In this instance, however, the illusion of authenticity exposes the inauthenticity
of celebrity: Winslet is not an ordinary person but a Hollywood celebrity; Winslet
is not an epidemiologist but has played one in a movie.
These displays led Amanda Hess, critic at large for the New York Times, to declare
that “among the social impacts of the coronavirus is its swift dismantling of the
cult of celebrity.” This is surely an overstatement, even for Hess herself, who ends
with praise of Britney Spears: Spears posted Mimi Zhu's call on Instagram to “kiss
and hold each other through the waves of the web” and “re‐distribute wealth.” Celebrity
culture is not disappearing any time soon, but it is now most appreciated as a romanticized,
benign, soothing domesticity. This domesticity must be eccentric enough to offset
the potential arrogance, aloofness, and estrangement of wealth and cultural power.
It must be Tom Hanks, the American Everyman playing the eccentric bodhisattva Mr.

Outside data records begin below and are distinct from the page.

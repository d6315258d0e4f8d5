//! Error types for logging and metrics setup.

use thiserror::Error;

#[derive(Debug, Error)]
pub enum TelemetryError {
    #[error("Logging initialization failed: {0}")]
    LoggingInit(String),

    #[error("Metrics encoding failed: {0}")]
    MetricsEncode(String),
}

pub type TelemetryResult<T> = Result<T, TelemetryError>;
use serde::{Deserialize, Serialize};

use crate::retention::{
    DEFAULT_TARGET_RETENTION, FIRST_INTERVAL_DAYS, MAX_INTERVAL_DAYS, MIN_EASE_FACTOR,
    SECOND_INTERVAL_DAYS,
};

#[derive(Debug, Clone, Serialize, Deserialize)]
#[serde(rename_all = "camelCase")]
pub struct IrtConfig {
    /// Damping applied to each single-step theta update.
    pub damping: f64,
    /// Below this Fisher information an answer triggers no theta update.
    pub min_information: f64,
}

impl Default for IrtConfig {
    fn default() -> Self {
        Self {
            damping: 0.7,
            min_information: 0.001,
        }
    }
}

#[derive(Debug, Clone, Serialize, Deserialize)]
#[serde(rename_all = "camelCase")]
pub struct SelectorConfig {
    /// Multiplicative jitter bounds breaking near-ties between candidates.
    pub jitter_min: f64,
    pub jitter_max: f64,
}

impl Default for SelectorConfig {
    fn default() -> Self {
        Self {
            jitter_min: 0.95,
            jitter_max: 1.05,
        }
    }
}

#[derive(Debug, Clone, Serialize, Deserialize)]
#[serde(rename_all = "camelCase")]
pub struct StoppingConfig {
    /// Standard error below which the ability estimate counts as precise.
    pub target_se: f64,
    /// Evidence floor: precision-based stopping is not considered earlier.
    pub min_questions: u32,
}

impl Default for StoppingConfig {
    fn default() -> Self {
        Self {
            target_se: 0.3,
            min_questions: 5,
        }
    }
}

#[derive(Debug, Clone, Serialize, Deserialize)]
#[serde(rename_all = "camelCase")]
pub struct SchedulerConfig {
    pub min_ease_factor: f64,
    pub first_interval_days: u32,
    pub second_interval_days: u32,
    pub max_interval_days: u32,
    /// Retention level the optimal-delay forecast aims for.
    pub target_retention: f64,
}

impl Default for SchedulerConfig {
    fn default() -> Self {
        Self {
            min_ease_factor: MIN_EASE_FACTOR,
            first_interval_days: FIRST_INTERVAL_DAYS,
            second_interval_days: SECOND_INTERVAL_DAYS,
            max_interval_days: MAX_INTERVAL_DAYS,
            target_retention: DEFAULT_TARGET_RETENTION,
        }
    }
}

#[derive(Debug, Clone, Default, Serialize, Deserialize)]
#[serde(rename_all = "camelCase")]
pub struct EngineConfig {
    #[serde(default)]
    pub irt: IrtConfig,
    #[serde(default)]
    pub selector: SelectorConfig,
    #[serde(default)]
    pub stopping: StoppingConfig,
    #[serde(default)]
    pub scheduler: SchedulerConfig,
}

impl EngineConfig {
    pub fn validate(&self) -> Result<(), String> {
        if !(0.0..=1.0).contains(&self.irt.damping) || self.irt.damping == 0.0 {
            return Err("irt.damping must be in (0,1]".to_string());
        }
        if self.irt.min_information <= 0.0 {
            return Err("irt.min_information must be > 0".to_string());
        }

        if self.selector.jitter_min <= 0.0 {
            return Err("selector.jitter_min must be > 0".to_string());
        }
        if self.selector.jitter_min > 1.0 || self.selector.jitter_max < 1.0 {
            return Err("selector jitter bounds must straddle 1.0".to_string());
        }

        if self.stopping.target_se <= 0.0 {
            return Err("stopping.target_se must be > 0".to_string());
        }
        if self.stopping.min_questions == 0 {
            return Err("stopping.min_questions must be >= 1".to_string());
        }

        if self.scheduler.min_ease_factor < 1.0 {
            return Err("scheduler.min_ease_factor must be >= 1.0".to_string());
        }
        if self.scheduler.first_interval_days == 0 {
            return Err("scheduler.first_interval_days must be >= 1".to_string());
        }
        if self.scheduler.second_interval_days < self.scheduler.first_interval_days {
            return Err(
                "scheduler.second_interval_days must be >= first_interval_days".to_string(),
            );
        }
        if self.scheduler.max_interval_days < self.scheduler.second_interval_days {
            return Err("scheduler.max_interval_days must be >= second_interval_days".to_string());
        }
        if self.scheduler.target_retention <= 0.0 || self.scheduler.target_retention >= 1.0 {
            return Err("scheduler.target_retention must be in (0,1)".to_string());
        }

        Ok(())
    }
}
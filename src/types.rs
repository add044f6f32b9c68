use std::collections::HashMap;
use std::fmt;
use std::str::FromStr;

use chrono::{DateTime, Utc};
use serde::{Deserialize, Serialize};
use thiserror::Error;

/// Ability scale bounds (standard-normal metric).
pub const THETA_MIN: f64 = -3.0;
pub const THETA_MAX: f64 = 3.0;

pub const DISCRIMINATION_MIN: f64 = 0.5;
pub const DISCRIMINATION_MAX: f64 = 2.5;

pub const GUESSING_MIN: f64 = 0.0;
pub const GUESSING_MAX: f64 = 0.5;
/// Default guessing parameter for four-option multiple choice.
pub const GUESSING_DEFAULT: f64 = 0.25;

#[derive(Debug, Error)]
pub enum EngineError {
    #[error("unknown subject code: {0}")]
    UnknownSubject(String),
    #[error("session {0} is already finished")]
    SessionFinished(String),
    #[error("item {0} was already answered in this session")]
    DuplicateAnswer(String),
}

/// Clamp with NaN/infinity falling back to a neutral default. Malformed
/// numeric input is never rejected, only coerced into the valid domain.
pub(crate) fn clamp_or(value: f64, min: f64, max: f64, fallback: f64) -> f64 {
    if value.is_finite() {
        value.clamp(min, max)
    } else {
        fallback
    }
}

pub(crate) fn clamp_theta(theta: f64) -> f64 {
    clamp_or(theta, THETA_MIN, THETA_MAX, 0.0)
}

#[derive(Debug, Clone, Copy, PartialEq, Eq, Hash, Serialize, Deserialize)]
#[serde(rename_all = "lowercase")]
pub enum Subject {
    Maths,
    Physics,
    Chemistry,
    English,
}

impl Subject {
    pub const ALL: [Subject; 4] = [
        Subject::Maths,
        Subject::Physics,
        Subject::Chemistry,
        Subject::English,
    ];

    pub fn as_str(&self) -> &'static str {
        match self {
            Self::Maths => "maths",
            Self::Physics => "physics",
            Self::Chemistry => "chemistry",
            Self::English => "english",
        }
    }
}

impl fmt::Display for Subject {
    fn fmt(&self, f: &mut fmt::Formatter<'_>) -> fmt::Result {
        f.write_str(self.as_str())
    }
}

impl FromStr for Subject {
    type Err = EngineError;

    fn from_str(s: &str) -> Result<Self, Self::Err> {
        match s {
            "maths" => Ok(Self::Maths),
            "physics" => Ok(Self::Physics),
            "chemistry" => Ok(Self::Chemistry),
            "english" => Ok(Self::English),
            other => Err(EngineError::UnknownSubject(other.to_string())),
        }
    }
}

/// Recall quality on the 0-5 SM-2 scale.
///
/// 0-2 count as failed recall, 3-5 as successful recall.
#[derive(Debug, Clone, Copy, PartialEq, Eq, PartialOrd, Ord, Serialize, Deserialize)]
#[serde(rename_all = "camelCase")]
pub enum Quality {
    Blackout,
    Incorrect,
    Difficult,
    Hesitant,
    Correct,
    Perfect,
}

impl Quality {
    /// Out-of-range ratings clamp into 0-5 rather than erroring.
    pub fn from_raw(raw: i32) -> Self {
        match raw.clamp(0, 5) {
            0 => Self::Blackout,
            1 => Self::Incorrect,
            2 => Self::Difficult,
            3 => Self::Hesitant,
            4 => Self::Correct,
            _ => Self::Perfect,
        }
    }

    pub fn as_u8(self) -> u8 {
        match self {
            Self::Blackout => 0,
            Self::Incorrect => 1,
            Self::Difficult => 2,
            Self::Hesitant => 3,
            Self::Correct => 4,
            Self::Perfect => 5,
        }
    }

    pub fn is_successful_recall(self) -> bool {
        self.as_u8() >= 3
    }
}

/// 3PL item parameters. Construction clamps each parameter into its valid
/// range; NaN and infinity fall back to neutral defaults.
#[derive(Debug, Clone, Copy, PartialEq, Serialize, Deserialize)]
#[serde(rename_all = "camelCase")]
pub struct ItemParams {
    pub difficulty: f64,
    pub discrimination: f64,
    pub guessing: f64,
}

impl ItemParams {
    pub fn new(difficulty: f64, discrimination: f64, guessing: f64) -> Self {
        Self {
            difficulty: clamp_or(difficulty, THETA_MIN, THETA_MAX, 0.0),
            discrimination: clamp_or(
                discrimination,
                DISCRIMINATION_MIN,
                DISCRIMINATION_MAX,
                1.0,
            ),
            guessing: clamp_or(guessing, GUESSING_MIN, GUESSING_MAX, GUESSING_DEFAULT),
        }
    }

    /// Re-apply the construction clamps. Used at evaluation entry points so
    /// values that arrived through deserialization still satisfy the
    /// parameter invariants.
    pub fn normalized(&self) -> Self {
        Self::new(self.difficulty, self.discrimination, self.guessing)
    }
}

impl Default for ItemParams {
    fn default() -> Self {
        Self::new(0.0, 1.0, GUESSING_DEFAULT)
    }
}

/// An authored question. Immutable once in the bank.
#[derive(Debug, Clone, Serialize, Deserialize)]
#[serde(rename_all = "camelCase")]
pub struct Item {
    pub id: String,
    pub subject: Subject,
    pub topic_id: String,
    pub params: ItemParams,
}

impl Item {
    pub fn new(id: &str, subject: Subject, topic_id: &str, params: ItemParams) -> Self {
        Self {
            id: id.to_string(),
            subject,
            topic_id: topic_id.to_string(),
            params,
        }
    }
}

/// How much a single response was worth, by the information it carried.
#[derive(Debug, Clone, Copy, PartialEq, Eq, Serialize, Deserialize)]
#[serde(rename_all = "camelCase")]
pub enum Confidence {
    Low,
    Medium,
    High,
}

/// Diagnostics for one ability update, persisted or surfaced by the caller.
#[derive(Debug, Clone, Serialize, Deserialize)]
#[serde(rename_all = "camelCase")]
pub struct ThetaUpdate {
    pub theta_before: f64,
    pub theta_after: f64,
    pub theta_change: f64,
    pub probability: f64,
    pub information: f64,
    pub confidence: Confidence,
}

/// Per-learner ability estimates, keyed by subject. A subject that has never
/// been touched reads as the population mean (0.0); estimates are created at
/// first interaction and never deleted.
#[derive(Debug, Clone, Default, Serialize, Deserialize)]
#[serde(rename_all = "camelCase")]
pub struct AbilityProfile {
    thetas: HashMap<Subject, f64>,
}

impl AbilityProfile {
    pub fn new() -> Self {
        Self::default()
    }

    pub fn theta(&self, subject: Subject) -> f64 {
        self.thetas.get(&subject).copied().unwrap_or(0.0)
    }

    pub fn set_theta(&mut self, subject: Subject, theta: f64) {
        self.thetas.insert(subject, clamp_theta(theta));
    }

    pub fn apply(&mut self, subject: Subject, update: &ThetaUpdate) {
        self.thetas.insert(subject, clamp_theta(update.theta_after));
    }

    pub fn iter(&self) -> impl Iterator<Item = (Subject, f64)> + '_ {
        self.thetas.iter().map(|(subject, theta)| (*subject, *theta))
    }
}

/// Ephemeral record of one scored answer. The engine does not retain these
/// beyond the session that produced them; durable storage is the caller's
/// concern.
#[derive(Debug, Clone, Serialize, Deserialize)]
#[serde(rename_all = "camelCase")]
pub struct ResponseOutcome {
    pub item_id: String,
    pub correct: bool,
    pub time_taken_secs: u32,
    pub theta_before: f64,
    pub theta_after: f64,
    pub information: f64,
    pub answered_at: DateTime<Utc>,
}
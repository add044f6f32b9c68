//! Stopping rule for adaptive sessions.

use serde::{Deserialize, Serialize};

use crate::config::StoppingConfig;
use crate::irt::estimator::standard_error;
use crate::types::ItemParams;

#[derive(Debug, Clone, Serialize, Deserialize)]
#[serde(rename_all = "camelCase")]
pub struct StopDecision {
    pub stop: bool,
    pub reason: String,
}

/// Decide whether an adaptive session has gathered enough evidence to end.
///
/// Checks, in order: the hard question-count bound, the minimum-evidence
/// floor, then precision (standard error under `target_se`). The floor comes
/// before precision so an early lucky streak can never end a session after a
/// handful of questions.
pub fn should_stop(
    theta: f64,
    administered: &[ItemParams],
    max_questions: u32,
    current_count: u32,
    config: &StoppingConfig,
) -> StopDecision {
    if current_count >= max_questions {
        return StopDecision {
            stop: true,
            reason: format!("maximum questions reached ({max_questions})"),
        };
    }

    if current_count < config.min_questions {
        return StopDecision {
            stop: false,
            reason: format!(
                "minimum not reached ({current_count}/{})",
                config.min_questions
            ),
        };
    }

    let se = standard_error(theta, administered);
    if se < config.target_se {
        return StopDecision {
            stop: true,
            reason: format!("precision achieved (SE = {se:.3} < {})", config.target_se),
        };
    }

    StopDecision {
        stop: false,
        reason: format!("SE = {se:.3}, continuing"),
    }
}
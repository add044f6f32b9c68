//! Computerized adaptive testing core: 3PL ability estimation, maximum
//! information item selection, and the session stopping rule.

pub mod estimator;
pub mod selector;
pub mod stopping;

Rogers. Bridging the divide between global celebrity and statistical people, Hanks
contracted COVID‐19 and survived in a global sigh of relief. The private lives of
celebrities have taken on new meaning in the time of pandemic, as the streets empty,
as the hospitals fill, as those who must work may dread leaving home, and as those
at home may face their angels and their demons. The time of pandemic is no ordinary
time for anyone.
Note
Thanks to my students in my Approaches to Popular Culture class for their discussions
about celebrity and pandemics: Jacob Phillips, Aileen Dwyer, Fiona Graham, Emma Clemons,
Kellie Rietsch, Valentine McWilliams, Chloe McCarthy, Celine Kerik, and Ivan Martinez‐Medina.